No significant differences with respect to age, height, weight or size of tracheal tube were observed between G(+) (n = 62) and G(–) (n = 69) groups (Table I).

The incidence of nasal bleeding was significantly lower in the G(+) group (21/62, 33.9%) than in the G(–) group (37/69, 53.6%; P = 0.023). The severity of nasal bleeding was 0 points in 41 patients, 1 point in 12 patients, and 2 points in nine patients in the G(+) group, compared to 0 points in 32 patients, 1 point in 14 patients, and 2 points in 23 patients in the G(–) group, again representing a significant difference (P = 0.030), (Table II).

	Discussion

TOP Abstract Introduction Patients and methods Results Discussion References

Numerous reports have described methods of preventing nasal bleeding during NTI. Softening the endotracheal tube by heating in warm water,^1,2 guidance using a gastric tube, a red-rubber catheter or a finger cot,¹ use of a bubble-tip tracheal tube system (Airguide^TMintroducer)³ and a lighted stylet (Trachlight^TM)⁴ have been reported as interventions for the endotracheal tube. Moreover, mechanical dilation⁵ and application of epinephrine or phenylephrine⁶ have been used to prepare the nasopharyngeal passages and minimize epistaxis. However, these methods may not be available in all institutions, as the techniques require special apparatus and/or procedures, or may not be acceptable for some patients as application of catecholamines may induce adverse cardiovascular responses.

In the present study, nasal passage of the NTT was uniformly successful, and the frequency and severity of nasal bleeding were lower in the G(+) group compared to the G(–) group.

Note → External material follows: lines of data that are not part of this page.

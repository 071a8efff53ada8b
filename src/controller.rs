//! A family of pools, one per entity subtype

use rand::Rng;
use rand::SeedableRng;
use rand::rngs::StdRng;

use crate::config::{PoolConfiguration, WarmupStrategy};
use crate::container::{EntityFactory, PoolContainer, PoolRef};
use crate::errors::{PoolError, PoolResult};
use crate::poolable::PoolObject;

/// One subtype registration: a label plus the factory that spawns it.
pub struct PoolSpawnSpec<E: PoolObject> {
    kind: String,
    factory: EntityFactory<E>,
}

impl<E: PoolObject> PoolSpawnSpec<E> {
    pub fn new(kind: impl Into<String>, factory: EntityFactory<E>) -> Self {
        Self {
            kind: kind.into(),
            factory,
        }
    }

    pub fn kind(&self) -> &str {
        &self.kind
    }
}

/// Owner of one [`PoolContainer`] per registered subtype of an entity family.
///
/// Containers are created eagerly, in registration order, at initialization.
/// The controller answers family-wide queries: hand out an instance of a
/// random subtype, reset every pool, tick every pool.
///
/// # Examples
///
/// ```
/// use arcade_objectpool::{PoolConfiguration, PoolController, PoolObject, PoolSpawnSpec};
/// use arcade_objectpool::entities::Enemy;
///
/// let config = PoolConfiguration::new().with_warmup_count(8);
/// let mut enemies = PoolController::initialize(&config, vec![
///     PoolSpawnSpec::new("drone", Box::new(|| Some(Enemy::new(140.0)))),
///     PoolSpawnSpec::new("hunter", Box::new(|| Some(Enemy::new(220.0)))),
/// ]);
///
/// let enemy = enemies.acquire_random().unwrap();
/// enemy.borrow_mut().activate();
/// assert_eq!(enemies.total_active(), 1);
/// ```
pub struct PoolController<E: PoolObject> {
    pools: Vec<PoolContainer<E>>,
    rng: StdRng,
}

impl<E: PoolObject> PoolController<E> {
    /// Create and warm one container per spec.
    ///
    /// A spec with an empty kind is malformed configuration: it is skipped
    /// with a warning, not a fatal error. An empty spec list yields a
    /// controller with no pools.
    pub fn initialize(config: &PoolConfiguration, specs: Vec<PoolSpawnSpec<E>>) -> Self {
        Self::initialize_with_rng(config, specs, StdRng::from_entropy())
    }

    /// Same as [`initialize`](Self::initialize) with a caller-seeded RNG,
    /// for deterministic subtype selection.
    pub fn initialize_with_rng(
        config: &PoolConfiguration,
        specs: Vec<PoolSpawnSpec<E>>,
        mut rng: StdRng,
    ) -> Self {
        let valid_specs = specs.iter().filter(|spec| !spec.kind.is_empty()).count();
        let warmup_per_pool = match config.warmup_strategy {
            WarmupStrategy::PerPool => config.warmup_count,
            WarmupStrategy::SplitAcrossPools => {
                if valid_specs == 0 {
                    0
                } else {
                    config.warmup_count / valid_specs
                }
            }
        };

        let mut pools = Vec::with_capacity(valid_specs);
        for spec in specs {
            if spec.kind.is_empty() {
                tracing::warn!("skipping pool spec with empty kind");
                continue;
            }
            let mut pool = PoolContainer::new(spec.kind, spec.factory);
            pool.warm_up(warmup_per_pool);
            if config.shuffle_after_warmup {
                pool.shuffle(&mut rng);
            }
            pools.push(pool);
        }

        Self { pools, rng }
    }

    /// Hand out an inactive instance of a uniformly random subtype.
    ///
    /// Every subtype has a 1-in-k chance regardless of pool occupancy or
    /// size; selection is per type, not per live instance.
    pub fn acquire_random(&mut self) -> PoolResult<PoolRef<E>> {
        if self.pools.is_empty() {
            return Err(PoolError::NoPools);
        }
        let index = self.rng.gen_range(0..self.pools.len());
        self.pools[index].acquire()
    }

    /// Hand out an inactive instance of a specific subtype.
    ///
    /// With duplicate registrations of a kind, the first one wins.
    pub fn acquire(&mut self, kind: &str) -> PoolResult<PoolRef<E>> {
        self.pools
            .iter_mut()
            .find(|pool| pool.kind() == kind)
            .ok_or_else(|| PoolError::UnknownKind(kind.to_string()))?
            .acquire()
    }

    /// Deactivate every member of every pool, for a gameplay restart.
    pub fn reset_all(&mut self) {
        for pool in &mut self.pools {
            pool.reset_all();
        }
    }

    /// Advance every active member of every pool by one frame.
    pub fn advance_all(&mut self, delta_seconds: f32) {
        for pool in &mut self.pools {
            pool.advance(delta_seconds);
        }
    }

    /// Number of subtype pools.
    pub fn pool_count(&self) -> usize {
        self.pools.len()
    }

    /// Total members across every pool.
    pub fn total_members(&self) -> usize {
        self.pools.iter().map(PoolContainer::len).sum()
    }

    /// Total members currently in play across every pool.
    pub fn total_active(&self) -> usize {
        self.pools.iter().map(PoolContainer::active_count).sum()
    }

    /// The owned pools, for per-pool metrics and health reporting.
    pub fn pools(&self) -> &[PoolContainer<E>] {
        &self.pools
    }
}

#[cfg(test)]
mod tests {
    use super::*;
    use crate::poolable::PoolState;
    use std::collections::HashMap;

    #[derive(Debug)]
    struct Tagged {
        tag: &'static str,
        state: PoolState,
    }

    impl PoolObject for Tagged {
        fn activate(&mut self) {
            self.state.activate();
        }

        fn deactivate(&mut self) {
            self.state.deactivate();
        }

        fn is_active(&self) -> bool {
            self.state.is_active()
        }

        fn advance(&mut self, delta_seconds: f32) {
            if self.state.advance(delta_seconds) {
                self.deactivate();
            }
        }
    }

    fn spec(tag: &'static str) -> PoolSpawnSpec<Tagged> {
        PoolSpawnSpec::new(
            tag,
            Box::new(move || {
                Some(Tagged {
                    tag,
                    state: PoolState::new(),
                })
            }),
        )
    }

    fn seeded_controller(
        config: &PoolConfiguration,
        specs: Vec<PoolSpawnSpec<Tagged>>,
    ) -> PoolController<Tagged> {
        PoolController::initialize_with_rng(config, specs, StdRng::seed_from_u64(42))
    }

    #[test]
    fn test_one_pool_per_subtype_in_order() {
        let config = PoolConfiguration::new().with_warmup_count(3);
        let controller = seeded_controller(&config, vec![spec("a"), spec("b"), spec("c")]);

        assert_eq!(controller.pool_count(), 3);
        let kinds: Vec<&str> = controller.pools().iter().map(|p| p.kind()).collect();
        assert_eq!(kinds, ["a", "b", "c"]);
        assert_eq!(controller.total_members(), 9);
    }

    #[test]
    fn test_empty_kind_is_skipped() {
        let config = PoolConfiguration::new().with_warmup_count(2);
        let controller = seeded_controller(&config, vec![spec("a"), spec(""), spec("b")]);
        assert_eq!(controller.pool_count(), 2);
    }

    #[test]
    fn test_no_pools_is_an_error() {
        let config = PoolConfiguration::new();
        let mut controller: PoolController<Tagged> = seeded_controller(&config, Vec::new());
        assert_eq!(controller.acquire_random().unwrap_err(), PoolError::NoPools);
    }

    #[test]
    fn test_unknown_kind_is_an_error() {
        let config = PoolConfiguration::new().with_warmup_count(1);
        let mut controller = seeded_controller(&config, vec![spec("a")]);
        assert_eq!(
            controller.acquire("saucer").unwrap_err(),
            PoolError::UnknownKind("saucer".into())
        );
    }

    #[test]
    fn test_acquire_by_kind() {
        let config = PoolConfiguration::new().with_warmup_count(1);
        let mut controller = seeded_controller(&config, vec![spec("a"), spec("b")]);
        let member = controller.acquire("b").unwrap();
        assert_eq!(member.borrow().tag, "b");
    }

    #[test]
    fn test_split_warmup_divides_budget() {
        let config = PoolConfiguration::new()
            .with_warmup_count(10)
            .with_warmup_strategy(WarmupStrategy::SplitAcrossPools);
        let controller = seeded_controller(&config, vec![spec("a"), spec("b")]);

        for pool in controller.pools() {
            assert_eq!(pool.len(), 5);
        }
    }

    #[test]
    fn test_random_selection_is_uniform_per_subtype() {
        let config = PoolConfiguration::new().with_warmup_count(4);
        let mut controller =
            seeded_controller(&config, vec![spec("a"), spec("b"), spec("c"), spec("d")]);

        // Deactivate-after-read keeps pool occupancy constant, so any skew
        // would come from the selection itself.
        let mut counts: HashMap<&'static str, usize> = HashMap::new();
        let draws = 4000;
        for _ in 0..draws {
            let member = controller.acquire_random().unwrap();
            *counts.entry(member.borrow().tag).or_insert(0) += 1;
        }

        let expected = draws / 4;
        for (tag, count) in counts {
            let deviation = (count as f64 - expected as f64).abs() / expected as f64;
            assert!(
                deviation < 0.15,
                "subtype {} drawn {} times, expected about {}",
                tag,
                count,
                expected
            );
        }
    }

    #[test]
    fn test_selection_ignores_occupancy() {
        let config = PoolConfiguration::new().with_warmup_count(2);
        let mut controller = seeded_controller(&config, vec![spec("busy"), spec("idle")]);

        // Saturate one subtype's pool entirely.
        for _ in 0..2 {
            controller.acquire("busy").unwrap().borrow_mut().activate();
        }

        // The saturated subtype must still be chosen (and grow) rather than
        // being skipped in favor of the idle one.
        let mut drew_busy = false;
        for _ in 0..64 {
            let member = controller.acquire_random().unwrap();
            if member.borrow().tag == "busy" {
                drew_busy = true;
                break;
            }
        }
        assert!(drew_busy);
    }

    #[test]
    fn test_reset_all_reaches_every_pool() {
        let config = PoolConfiguration::new().with_warmup_count(2);
        let mut controller = seeded_controller(&config, vec![spec("a"), spec("b")]);

        controller.acquire("a").unwrap().borrow_mut().activate();
        controller.acquire("b").unwrap().borrow_mut().activate();
        assert_eq!(controller.total_active(), 2);

        controller.reset_all();
        assert_eq!(controller.total_active(), 0);
        assert_eq!(controller.total_members(), 4);
    }
}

Although a failure rate of 17% for NTI in the G(–) group may seem high, NTI was suspended if the NTT could not be advanced through the nasal passage without resistance, and NTI was then successfully reperformed under CTSC guidance. As resistance to nasal passage was not measured objectively, bias in technique was not completely excluded. However, anesthesiologists suspended advancement of the NTT through the nasal passage when they felt unusual resistance that suggested the nasal structures might be damaged if the NTT were forcibly advanced further. Whether NTT was passed through the nasal cavity depended on the judgment of well-trained anesthesiologists. Furthermore, if forced advancement of the NTT had been used to obtain high success rates, the frequency of nasal bleeding would have been higher in both groups. Anesthesiologists were thus considered to have performed NTT advancement adequately, and bias was considered minimal, and to have had no effect on these results.

Nasal passage time was about 3.1 sec longer in the G(+) group than in the G(–) group. This additional time was required for the soft and pliable tip of the CTSC to be introduced and advanced into the inferior nasal passage, prior to guiding the NTT through the naris. However, in our view, this increase in time does not represent a major drawback to the NTI procedure. Post hoc power analysis indicated sufficient statistical power to demonstrate significant differences in main outcomes of the success rate of nasal passage and epistaxis.

The CTSC was specifically designed for suctioning each bronchus separately, and is inexpensive and widely available. The tip is curved 45° from the axis of the catheter. The NTT advances through the inferior nasal passage following advancement of the CTSC tip without trauma to the nasal mucosa or soft palate. This technique thus facilitates advancement of the endotracheal tube. Although a vertical angle is formed between the posterior naris and pharynx, the tip of the CTSC readily passes through this area if the curved tip is directed ventrally, guiding the NTT into the pharynx. After withdrawing the CTSC from the tracheal tube, the usual laryngoscopic approach is used and tracheal intubation is performed. The CTSC ensures smooth transit of the tube through the nasal passageway, which is essential for reducing the frequency of epistaxis.⁸ In conclusion, NTI under CTSC guidance represents a simple and effective method for smoothly introducing a nasal endotracheal tube and reducing nasal bleeding during nasotracheal intubation.

	Footnotes

 
Accepted for publication May 10, 2005. Revision accepted August 29, 2005. Final revision accepted September 27, 2005.

	References

TOP Abstract Introduction Patients and methods Results Discussion References

 
1 Elwood T, Stillions DM, Woo DW, Bradford HM. Nasotracheal intubation. A randomized trial of two methods. Anesthesiology 2002; 96: 51–3.[Medline]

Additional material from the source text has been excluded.